[Data for analysis]
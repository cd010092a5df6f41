use anyhow::Result;
use serde::{Deserialize, Serialize};

#[derive(Debug, Clone, Serialize, Deserialize)]
pub struct Config {
    /// Master connection; all writes go here.
    pub database: DatabaseConfig,
    /// Read replica for the bulk score and beatmap reads.
    pub database_slave: DatabaseConfig,
    /// Column of `osu_user_stats{suffix}` holding this mode's rating.
    pub user_pp_column_name: String,
    /// Milliseconds between score polls.
    pub score_update_interval: u64,
    /// Milliseconds between beatmap-set polls.
    pub difficulty_update_interval: u64,
    pub datadog: DatadogConfig,
    pub slack_hook_host: Option<String>,
    pub sentry: SentryConfig,
}

#[derive(Debug, Clone, Serialize, Deserialize)]
pub struct DatabaseConfig {
    pub host: String,
    pub port: u16,
    pub username: String,
    pub password: String,
    pub database: String,
    pub max_connections: u32,
    pub min_connections: u32,
}

#[derive(Debug, Clone, Serialize, Deserialize)]
pub struct DatadogConfig {
    pub host: String,
    pub port: u16,
    pub namespace: String,
}

#[derive(Debug, Clone, Default, Serialize, Deserialize)]
pub struct SentryConfig {
    pub host: Option<String>,
    pub project_id: Option<String>,
    pub public_key: Option<String>,
    pub private_key: Option<String>,
}

impl Default for Config {
    fn default() -> Self {
        Self {
            database: DatabaseConfig::default(),
            database_slave: DatabaseConfig::default(),
            user_pp_column_name: "rank_score".into(),
            score_update_interval: 50,
            difficulty_update_interval: 10_000,
            datadog: DatadogConfig::default(),
            slack_hook_host: None,
            sentry: SentryConfig::default(),
        }
    }
}

impl Default for DatabaseConfig {
    fn default() -> Self {
        Self {
            host: "localhost".into(),
            port: 3306,
            username: "root".into(),
            password: "password".into(),
            database: "osu".into(),
            max_connections: 10,
            min_connections: 5,
        }
    }
}

impl Default for DatadogConfig {
    fn default() -> Self {
        Self {
            host: "127.0.0.1".into(),
            port: 8125,
            namespace: "osu.pp".into(),
        }
    }
}

impl Config {
    pub fn from_env() -> Result<Self> {
        let mut config = Config::default();

        apply_database_env(&mut config.database, "DATABASE")?;

        // The slave falls back to the master credentials unless overridden.
        config.database_slave = config.database.clone();
        apply_database_env(&mut config.database_slave, "SLAVE_DATABASE")?;

        if let Ok(column) = std::env::var("USER_PP_COLUMN_NAME") {
            config.user_pp_column_name = column;
        }
        if let Ok(interval) = std::env::var("SCORE_UPDATE_INTERVAL") {
            config.score_update_interval = interval.parse()?;
        }
        if let Ok(interval) = std::env::var("DIFFICULTY_UPDATE_INTERVAL") {
            config.difficulty_update_interval = interval.parse()?;
        }

        if let Ok(datadog_host) = std::env::var("DATADOG_HOST") {
            config.datadog.host = datadog_host;
        }
        if let Ok(datadog_port) = std::env::var("DATADOG_PORT") {
            config.datadog.port = datadog_port.parse()?;
        }
        if let Ok(datadog_namespace) = std::env::var("DATADOG_NAMESPACE") {
            config.datadog.namespace = datadog_namespace;
        }

        if let Ok(slack_hook_host) = std::env::var("SLACK_HOOK_HOST") {
            config.slack_hook_host = Some(slack_hook_host);
        }

        if let Ok(sentry_host) = std::env::var("SENTRY_HOST") {
            config.sentry.host = Some(sentry_host);
        }
        if let Ok(sentry_project_id) = std::env::var("SENTRY_PROJECT_ID") {
            config.sentry.project_id = Some(sentry_project_id);
        }
        if let Ok(sentry_public_key) = std::env::var("SENTRY_PUBLIC_KEY") {
            config.sentry.public_key = Some(sentry_public_key);
        }
        if let Ok(sentry_private_key) = std::env::var("SENTRY_PRIVATE_KEY") {
            config.sentry.private_key = Some(sentry_private_key);
        }

        Ok(config)
    }
}

fn apply_database_env(config: &mut DatabaseConfig, prefix: &str) -> Result<()> {
    if let Ok(host) = std::env::var(format!("{prefix}_HOST")) {
        config.host = host;
    }
    if let Ok(port) = std::env::var(format!("{prefix}_PORT")) {
        config.port = port.parse()?;
    }
    if let Ok(username) = std::env::var(format!("{prefix}_USERNAME")) {
        config.username = username;
    }
    if let Ok(password) = std::env::var(format!("{prefix}_PASSWORD")) {
        config.password = password;
    }
    if let Ok(database) = std::env::var(format!("{prefix}_NAME")) {
        config.database = database;
    }
    if let Ok(max_connections) = std::env::var(format!("{prefix}_MAX_CONNECTIONS")) {
        config.max_connections = max_connections.parse()?;
    }
    if let Ok(min_connections) = std::env::var(format!("{prefix}_MIN_CONNECTIONS")) {
        config.min_connections = min_connections.parse()?;
    }

    Ok(())
}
[/Data for analysis]
The response must contain every entry, each one identical to the original.

repository cd010092a5df6f41
use anyhow::Result;
use serde::{Deserialize, Serialize};

#[derive(Debug, Clone, Serialize, Deserialize)]
pub struct Config {
    /// Master connection; all writes go here.
    pub database: DatabaseConfig,
    /// Read replica for the bulk score and beatmap reads.
    pub database_slave: DatabaseConfig,
    /// Column of `osu_user_stats{suffix}` holding this mode's rating.
    pub user_pp_column_name: String,
    /// Milliseconds between score polls.
    pub score_update_interval: u64,
    /// Milliseconds between beatmap-set polls.
    pub difficulty_update_interval: u64,
    pub datadog: DatadogConfig,
    pub slack_hook_host: Option<String>,
    pub sentry: SentryConfig,
}

#[derive(Debug, Clone, Serialize, Deserialize)]
pub struct DatabaseConfig {
    pub host: String,
    pub port: u16,
    pub username: String,
    pub password: String,
    pub database: String,
    pub max_connections: u32,
    pub min_connections: u32,
}

#[derive(Debug, Clone, Serialize, Deserialize)]
pub struct DatadogConfig {
    pub host: String,
    pub port: u16,
    pub namespace: String,
}

#[derive(Debug, Clone, Default, Serialize, Deserialize)]
pub struct SentryConfig {
    pub host: Option<String>,
    pub project_id: Option<String>,
    pub public_key: Option<String>,
    pub private_key: Option<String>,
}

impl Default for Config {
    fn default() -> Self {
        Self {
            database: DatabaseConfig::default(),
            database_slave: DatabaseConfig::default(),
            user_pp_column_name: "rank_score".into(),
            score_update_interval: 50,
            difficulty_update_interval: 10_000,
            datadog: DatadogConfig::default(),
            slack_hook_host: None,
            sentry: SentryConfig::default(),
        }
    }
}

impl Default for DatabaseConfig {
    fn default() -> Self {
        Self {
            host: "localhost".into(),
            port: 3306,
            username: "root".into(),
            password: "password".into(),
            database: "osu".into(),
            max_connections: 10,
            min_connections: 5,
        }
    }
}

impl Default for DatadogConfig {
    fn default() -> Self {
        Self {
            host: "127.0.0.1".into(),
            port: 8125,
            namespace: "osu.pp".into(),
        }
    }
}

impl Config {
    pub fn from_env() -> Result<Self> {
        let mut config = Config::default();

        apply_database_env(&mut config.database, "DATABASE")?;

        // The slave falls back to the master credentials unless overridden.
        config.database_slave = config.database.clone();
        apply_database_env(&mut config.database_slave, "SLAVE_DATABASE")?;

        if let Ok(column) = std::env::var("USER_PP_COLUMN_NAME") {
            config.user_pp_column_name = column;
        }
        if let Ok(interval) = std::env::var("SCORE_UPDATE_INTERVAL") {
            config.score_update_interval = interval.parse()?;
        }
        if let Ok(interval) = std::env::var("DIFFICULTY_UPDATE_INTERVAL") {
            config.difficulty_update_interval = interval.parse()?;
        }

        if let Ok(datadog_host) = std::env::var("DATADOG_HOST") {
            config.datadog.host = datadog_host;
        }
        if let Ok(datadog_port) = std::env::var("DATADOG_PORT") {
            config.datadog.port = datadog_port.parse()?;
        }
        if let Ok(datadog_namespace) = std::env::var("DATADOG_NAMESPACE") {
            config.datadog.namespace = datadog_namespace;
        }

        if let Ok(slack_hook_host) = std::env::var("SLACK_HOOK_HOST") {
            config.slack_hook_host = Some(slack_hook_host);
        }

        if let Ok(sentry_host) = std::env::var("SENTRY_HOST") {
            config.sentry.host = Some(sentry_host);
        }
        if let Ok(sentry_project_id) = std::env::var("SENTRY_PROJECT_ID") {
            config.sentry.project_id = Some(sentry_project_id);
        }
        if let Ok(sentry_public_key) = std::env::var("SENTRY_PUBLIC_KEY") {
            config.sentry.public_key = Some(sentry_public_key);
        }
        if let Ok(sentry_private_key) = std::env::var("SENTRY_PRIVATE_KEY") {
            config.sentry.private_key = Some(sentry_private_key);
        }

        Ok(config)
    }
}

fn apply_database_env(config: &mut DatabaseConfig, prefix: &str) -> Result<()> {
    if let Ok(host) = std::env::var(format!("{prefix}_HOST")) {
        config.host = host;
    }
    if let Ok(port) = std::env::var(format!("{prefix}_PORT")) {
        config.port = port.parse()?;
    }
    if let Ok(username) = std::env::var(format!("{prefix}_USERNAME")) {
        config.username = username;
    }
    if let Ok(password) = std::env::var(format!("{prefix}_PASSWORD")) {
        config.password = password;
    }
    if let Ok(database) = std::env::var(format!("{prefix}_NAME")) {
        config.database = database;
    }
    if let Ok(max_connections) = std::env::var(format!("{prefix}_MAX_CONNECTIONS")) {
        config.max_connections = max_connections.parse()?;
    }
    if let Ok(min_connections) = std::env::var(format!("{prefix}_MIN_CONNECTIONS")) {
        config.min_connections = min_connections.parse()?;
    }

    Ok(())
}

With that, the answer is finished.